■ Instructions to follow
After locating the line that contains "node at a time.", restate it and each later line word for word through the end of the records.

■ Input
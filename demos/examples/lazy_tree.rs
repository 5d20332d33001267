// Copyright 2025 the Understory Authors
// SPDX-License-Identifier: Apache-2.0 OR MIT

//! Lazy tree driven headlessly through the in-memory scene.
//!
//! This example shows how to:
//! - build a `LazyTree` over `MemoryNode`s and draw it into a `Scene`,
//! - turn pointer down/up pairs into clicks that expand and collapse nodes,
//! - drain the incremental refresh queue after content changes.
//!
//! Run:
//! - `RUST_LOG=understory_lazy_tree=debug cargo run -p understory_demos --example lazy_tree`

use kurbo::{Point, Vec2};
use tracing::info;
use tracing_subscriber::EnvFilter;
use understory_lazy_tree::{
    ContainerId, ElementKind, LazyTree, MemoryNode, Modifiers, PointerButton, Scene, StateClass,
    TreeConfig,
};

type DemoTree = LazyTree<MemoryNode<String>, Scene<String>>;

/// A synthetic hierarchy: `fanout` children per node down to `depth` levels.
fn synthesize(label: String, depth: usize, fanout: usize) -> MemoryNode<String> {
    let node = MemoryNode::new(label.clone());
    if let Some(below) = depth.checked_sub(1) {
        for i in 0..fanout {
            node.push_child(synthesize(format!("{label}.{i}"), below, fanout));
        }
    }
    node
}

/// Press and release at `at`, forwarding whatever the scene routes to the tree.
fn click(tree: &mut DemoTree, at: Point, modifiers: Modifiers) {
    if let Some(press) = tree
        .surface_mut()
        .pointer_down(at, PointerButton::Primary, modifiers)
    {
        let response = tree.handle_pointer(press.target, press.event);
        info!(?at, ?response, "press");
    }
    if let Some(click) = tree
        .surface_mut()
        .pointer_up(at, PointerButton::Primary, modifiers)
    {
        let response = tree.handle_pointer(click.target, click.event);
        info!(?at, ?response, "click");
    }
}

fn dump(tree: &DemoTree, container: ContainerId) {
    println!(
        "-- {} nodes, {} elements attached, redraw epoch {}",
        tree.len(),
        tree.surface().attached_count(container),
        tree.redraw_epoch()
    );
    for (_, record) in tree.surface().attached(container) {
        let b = record.bounds;
        match &record.kind {
            ElementKind::Representation {
                content,
                child_count,
            } => println!(
                "  node {content:<10} ({child_count} children) {:<9} at ({}, {})",
                record.class.map_or("-", StateClass::as_str),
                b.x0,
                b.y0
            ),
            ElementKind::Connector(role) => println!(
                "  {role:?} ({}, {}) -> ({}, {})",
                b.x0, b.y0, b.x1, b.y1
            ),
        }
    }
}

fn main() {
    tracing_subscriber::fmt()
        .with_env_filter(EnvFilter::from_default_env())
        .init();

    let root = synthesize("n".to_string(), 3, 3);
    let mut scene = Scene::new();
    let container = scene.create_container();
    let config = TreeConfig::default().with_margins(16.0, 32.0);
    let mut tree = LazyTree::build(scene, container, root.clone(), config);
    dump(&tree, container);

    // A plain click opens the root one level.
    click(&mut tree, Point::new(10.0, 10.0), Modifiers::empty());
    dump(&tree, container);

    // A modified click on the second child opens its whole subtree.
    let second = tree.children_of(tree.root())[1];
    let (_, origin) = tree.placement(second).expect("child was drawn");
    click(&mut tree, origin + Vec2::new(10.0, 10.0), Modifiers::CONTROL);
    let width = tree.required_width(tree.root());
    info!(?width, "after recursive expand");
    dump(&tree, container);

    // Content changes are applied one queued node at a time.
    root.set_label("root".to_string());
    tree.refresh_representation();
    let mut turns = 0;
    while tree.poll_refresh().is_some() {
        turns += 1;
    }
    info!(turns, "refresh drained");

    // A modified click on an expanded node collapses it again.
    let (_, origin) = tree.placement(second).expect("child was drawn");
    click(&mut tree, origin + Vec2::new(10.0, 10.0), Modifiers::META);
    dump(&tree, container);
}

■ Response area
    // Content changes are applied one queued node at a time.
    root.set_label("root".to_string());
    tree.refresh_representation();
    let mut turns = 0;
    while tree.poll_refresh().is_some() {
        turns += 1;
    }
    info!(turns, "refresh drained");

    // A modified click on an expanded node collapses it again.
    let (_, origin) = tree.placement(second).expect("child was drawn");
    click(&mut tree, origin + Vec2::new(10.0, 10.0), Modifiers::META);
    dump(&tree, container);
}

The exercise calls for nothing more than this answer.